Work order:
Every entry below is to be copied exactly, with nothing left out.

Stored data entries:
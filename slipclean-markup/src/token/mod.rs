use alloc::borrow::Cow;
use alloc::string::String;

use crate::attributes::Attributes;

/// Classification of a lexed token.
#[derive(Debug, Clone, Copy, PartialEq, Eq)]
pub enum TokenKind {
    /// A run of character data, including raw-text element bodies.
    Text,
    /// `<name ...>`
    StartTag,
    /// `</name ...>`
    EndTag,
    /// `<name .../>`
    SelfClosingTag,
    /// `<!-- ... -->`, and bogus comments such as `<?xml ...>` or `</ >`.
    Comment,
    /// `<!doctype ...>`
    Doctype,
}

/// A single token borrowing from the tokenizer's input.
#[derive(Debug, Clone, Copy, PartialEq, Eq)]
pub struct Token<'a> {
    pub(crate) kind: TokenKind,
    pub(crate) raw: &'a str,
    pub(crate) name: &'a str,
    pub(crate) attrs: &'a str,
}

impl<'a> Token<'a> {
    pub(crate) fn other(kind: TokenKind, raw: &'a str) -> Self {
        Self {
            kind,
            raw,
            name: "",
            attrs: "",
        }
    }

    pub fn kind(&self) -> TokenKind {
        self.kind
    }

    /// The exact source slice this token was lexed from.
    pub fn raw(&self) -> &'a str {
        self.raw
    }

    /// The tag name, ASCII-lowercased. Empty for non-tag tokens.
    ///
    /// Borrows when the source spelling is already lowercase.
    pub fn tag_name(&self) -> Cow<'a, str> {
        if self.name.bytes().any(|b| b.is_ascii_uppercase()) {
            let mut lowered = String::from(self.name);
            lowered.make_ascii_lowercase();
            Cow::Owned(lowered)
        } else {
            Cow::Borrowed(self.name)
        }
    }

    /// Lazily parses the attributes of a start, end or self-closing tag.
    pub fn attributes(&self) -> Attributes<'a> {
        Attributes::new(self.attrs)
    }
}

Problem solution:
filename slipclean-markup/src/token/mod.rs
use alloc::borrow::Cow;
use alloc::string::String;

use crate::attributes::Attributes;

/// Classification of a lexed token.
#[derive(Debug, Clone, Copy, PartialEq, Eq)]
pub enum TokenKind {
    /// A run of character data, including raw-text element bodies.
    Text,
    /// `<name ...>`
    StartTag,
    /// `</name ...>`
    EndTag,
    /// `<name .../>`
    SelfClosingTag,
    /// `<!-- ... -->`, and bogus comments such as `<?xml ...>` or `</ >`.
    Comment,
    /// `<!doctype ...>`
    Doctype,
}

/// A single token borrowing from the tokenizer's input.
#[derive(Debug, Clone, Copy, PartialEq, Eq)]
pub struct Token<'a> {
    pub(crate) kind: TokenKind,
    pub(crate) raw: &'a str,
    pub(crate) name: &'a str,
    pub(crate) attrs: &'a str,
}

impl<'a> Token<'a> {
    pub(crate) fn other(kind: TokenKind, raw: &'a str) -> Self {
        Self {
            kind,
            raw,
            name: "",
            attrs: "",
        }
    }

    pub fn kind(&self) -> TokenKind {
        self.kind
    }

    /// The exact source slice this token was lexed from.
    pub fn raw(&self) -> &'a str {
        self.raw
    }

    /// The tag name, ASCII-lowercased. Empty for non-tag tokens.
    ///
    /// Borrows when the source spelling is already lowercase.
    pub fn tag_name(&self) -> Cow<'a, str> {
        if self.name.bytes().any(|b| b.is_ascii_uppercase()) {
            let mut lowered = String::from(self.name);
            lowered.make_ascii_lowercase();
            Cow::Owned(lowered)
        } else {
            Cow::Borrowed(self.name)
        }
    }

    /// Lazily parses the attributes of a start, end or self-closing tag.
    pub fn attributes(&self) -> Attributes<'a> {
        Attributes::new(self.attrs)
    }
}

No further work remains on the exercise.